Data for analysis —
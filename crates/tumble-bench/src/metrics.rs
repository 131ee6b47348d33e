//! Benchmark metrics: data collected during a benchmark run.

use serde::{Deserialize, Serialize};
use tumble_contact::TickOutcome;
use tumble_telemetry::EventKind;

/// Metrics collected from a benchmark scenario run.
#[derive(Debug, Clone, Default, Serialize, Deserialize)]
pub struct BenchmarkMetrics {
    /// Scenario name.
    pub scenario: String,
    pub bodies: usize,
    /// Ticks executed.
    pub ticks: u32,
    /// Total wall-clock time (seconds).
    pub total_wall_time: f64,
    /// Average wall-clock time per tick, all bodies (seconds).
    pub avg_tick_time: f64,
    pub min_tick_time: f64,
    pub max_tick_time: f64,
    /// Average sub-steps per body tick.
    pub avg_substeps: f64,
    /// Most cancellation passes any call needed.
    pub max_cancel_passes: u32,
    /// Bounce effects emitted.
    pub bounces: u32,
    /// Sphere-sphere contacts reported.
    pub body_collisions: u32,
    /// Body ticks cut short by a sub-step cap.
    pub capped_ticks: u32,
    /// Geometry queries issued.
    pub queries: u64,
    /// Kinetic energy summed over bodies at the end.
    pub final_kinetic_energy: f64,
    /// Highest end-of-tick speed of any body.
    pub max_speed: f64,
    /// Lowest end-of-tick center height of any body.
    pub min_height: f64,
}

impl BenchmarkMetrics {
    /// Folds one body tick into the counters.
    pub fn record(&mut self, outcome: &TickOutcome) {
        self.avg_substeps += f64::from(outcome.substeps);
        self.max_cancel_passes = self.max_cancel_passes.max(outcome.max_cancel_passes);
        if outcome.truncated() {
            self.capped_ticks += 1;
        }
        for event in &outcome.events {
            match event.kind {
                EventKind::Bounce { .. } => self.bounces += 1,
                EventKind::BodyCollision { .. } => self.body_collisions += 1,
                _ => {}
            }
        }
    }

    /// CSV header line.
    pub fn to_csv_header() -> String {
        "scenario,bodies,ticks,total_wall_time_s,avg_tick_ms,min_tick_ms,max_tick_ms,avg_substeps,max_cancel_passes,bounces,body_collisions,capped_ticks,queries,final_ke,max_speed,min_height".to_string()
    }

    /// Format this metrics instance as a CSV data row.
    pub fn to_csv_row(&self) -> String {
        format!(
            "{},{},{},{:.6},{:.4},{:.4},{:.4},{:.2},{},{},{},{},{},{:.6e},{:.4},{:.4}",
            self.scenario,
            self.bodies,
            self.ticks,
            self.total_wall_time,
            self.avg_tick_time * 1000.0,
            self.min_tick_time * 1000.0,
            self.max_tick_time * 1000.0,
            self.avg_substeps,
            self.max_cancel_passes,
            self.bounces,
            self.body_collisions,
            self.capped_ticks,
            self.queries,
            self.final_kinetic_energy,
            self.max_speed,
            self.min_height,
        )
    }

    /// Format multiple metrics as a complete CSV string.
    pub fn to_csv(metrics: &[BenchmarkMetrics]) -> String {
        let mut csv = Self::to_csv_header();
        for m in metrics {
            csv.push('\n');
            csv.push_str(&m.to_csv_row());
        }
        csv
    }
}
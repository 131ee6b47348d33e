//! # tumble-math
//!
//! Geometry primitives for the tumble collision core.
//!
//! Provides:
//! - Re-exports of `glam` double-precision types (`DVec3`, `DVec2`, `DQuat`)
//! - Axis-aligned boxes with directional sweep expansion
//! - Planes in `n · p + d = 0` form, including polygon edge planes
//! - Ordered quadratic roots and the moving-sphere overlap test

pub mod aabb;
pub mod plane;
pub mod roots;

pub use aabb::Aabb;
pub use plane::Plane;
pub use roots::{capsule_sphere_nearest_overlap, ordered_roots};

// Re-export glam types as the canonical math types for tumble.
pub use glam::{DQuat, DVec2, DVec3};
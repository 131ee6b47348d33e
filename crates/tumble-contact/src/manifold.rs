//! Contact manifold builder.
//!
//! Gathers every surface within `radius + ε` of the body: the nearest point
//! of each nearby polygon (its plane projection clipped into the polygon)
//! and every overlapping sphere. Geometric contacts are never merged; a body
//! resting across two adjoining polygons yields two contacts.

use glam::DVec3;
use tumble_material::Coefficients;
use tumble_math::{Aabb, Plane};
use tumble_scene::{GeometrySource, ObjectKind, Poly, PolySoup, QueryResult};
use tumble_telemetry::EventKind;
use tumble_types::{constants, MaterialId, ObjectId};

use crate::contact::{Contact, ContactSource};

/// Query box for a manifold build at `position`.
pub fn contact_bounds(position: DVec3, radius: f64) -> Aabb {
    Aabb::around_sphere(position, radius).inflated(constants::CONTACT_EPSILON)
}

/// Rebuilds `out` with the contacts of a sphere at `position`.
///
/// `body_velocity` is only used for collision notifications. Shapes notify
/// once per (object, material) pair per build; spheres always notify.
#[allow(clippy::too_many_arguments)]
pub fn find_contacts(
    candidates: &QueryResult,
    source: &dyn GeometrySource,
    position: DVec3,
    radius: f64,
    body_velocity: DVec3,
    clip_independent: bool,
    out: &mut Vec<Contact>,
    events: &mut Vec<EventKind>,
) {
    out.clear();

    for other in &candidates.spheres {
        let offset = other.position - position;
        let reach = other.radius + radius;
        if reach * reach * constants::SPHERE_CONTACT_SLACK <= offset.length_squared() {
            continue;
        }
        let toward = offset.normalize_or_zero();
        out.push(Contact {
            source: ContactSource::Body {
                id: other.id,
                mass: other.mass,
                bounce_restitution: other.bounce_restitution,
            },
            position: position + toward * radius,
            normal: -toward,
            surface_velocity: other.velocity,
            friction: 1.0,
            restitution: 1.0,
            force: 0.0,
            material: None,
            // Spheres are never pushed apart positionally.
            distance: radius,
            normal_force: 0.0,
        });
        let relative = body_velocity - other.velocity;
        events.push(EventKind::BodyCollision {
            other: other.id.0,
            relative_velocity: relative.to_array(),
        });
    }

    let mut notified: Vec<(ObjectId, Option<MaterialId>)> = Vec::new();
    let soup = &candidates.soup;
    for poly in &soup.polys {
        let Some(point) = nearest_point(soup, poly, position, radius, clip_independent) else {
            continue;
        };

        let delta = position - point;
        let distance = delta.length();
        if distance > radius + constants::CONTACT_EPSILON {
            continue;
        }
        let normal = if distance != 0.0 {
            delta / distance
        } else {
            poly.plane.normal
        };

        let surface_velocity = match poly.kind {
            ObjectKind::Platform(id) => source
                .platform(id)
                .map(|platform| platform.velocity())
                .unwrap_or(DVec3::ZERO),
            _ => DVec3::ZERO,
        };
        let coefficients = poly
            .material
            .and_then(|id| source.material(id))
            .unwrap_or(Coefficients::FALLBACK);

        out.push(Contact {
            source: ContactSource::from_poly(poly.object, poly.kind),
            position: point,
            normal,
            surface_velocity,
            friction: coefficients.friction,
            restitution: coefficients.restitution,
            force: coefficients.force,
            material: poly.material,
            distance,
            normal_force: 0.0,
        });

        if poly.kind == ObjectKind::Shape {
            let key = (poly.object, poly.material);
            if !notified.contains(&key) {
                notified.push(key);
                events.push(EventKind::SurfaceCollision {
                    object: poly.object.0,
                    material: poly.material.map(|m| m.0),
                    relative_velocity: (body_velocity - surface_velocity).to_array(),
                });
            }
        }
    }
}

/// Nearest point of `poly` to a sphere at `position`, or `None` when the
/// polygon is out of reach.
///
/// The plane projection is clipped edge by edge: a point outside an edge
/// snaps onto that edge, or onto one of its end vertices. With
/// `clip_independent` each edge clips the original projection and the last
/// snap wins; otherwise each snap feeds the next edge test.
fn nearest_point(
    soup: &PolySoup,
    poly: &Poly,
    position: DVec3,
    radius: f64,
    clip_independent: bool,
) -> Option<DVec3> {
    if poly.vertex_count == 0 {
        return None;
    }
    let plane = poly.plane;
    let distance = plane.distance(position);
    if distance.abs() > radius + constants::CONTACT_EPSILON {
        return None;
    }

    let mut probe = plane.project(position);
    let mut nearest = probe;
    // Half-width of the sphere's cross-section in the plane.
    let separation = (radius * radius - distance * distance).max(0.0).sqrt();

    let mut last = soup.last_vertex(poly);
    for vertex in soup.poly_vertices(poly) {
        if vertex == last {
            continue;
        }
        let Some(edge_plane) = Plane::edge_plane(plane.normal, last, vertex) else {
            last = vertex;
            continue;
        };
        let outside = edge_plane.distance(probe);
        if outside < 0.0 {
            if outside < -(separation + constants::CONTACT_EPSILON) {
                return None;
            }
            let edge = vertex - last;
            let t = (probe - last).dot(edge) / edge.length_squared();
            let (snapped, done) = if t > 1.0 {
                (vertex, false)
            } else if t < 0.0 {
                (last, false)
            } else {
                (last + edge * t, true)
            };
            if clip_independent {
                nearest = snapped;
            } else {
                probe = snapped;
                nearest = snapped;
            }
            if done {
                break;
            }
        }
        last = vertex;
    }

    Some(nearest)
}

Try it — Write out every line of the entries that holds the word "clock".

Written response —
    /// Total wall-clock time (seconds).
    /// Average wall-clock time per tick, all bodies (seconds).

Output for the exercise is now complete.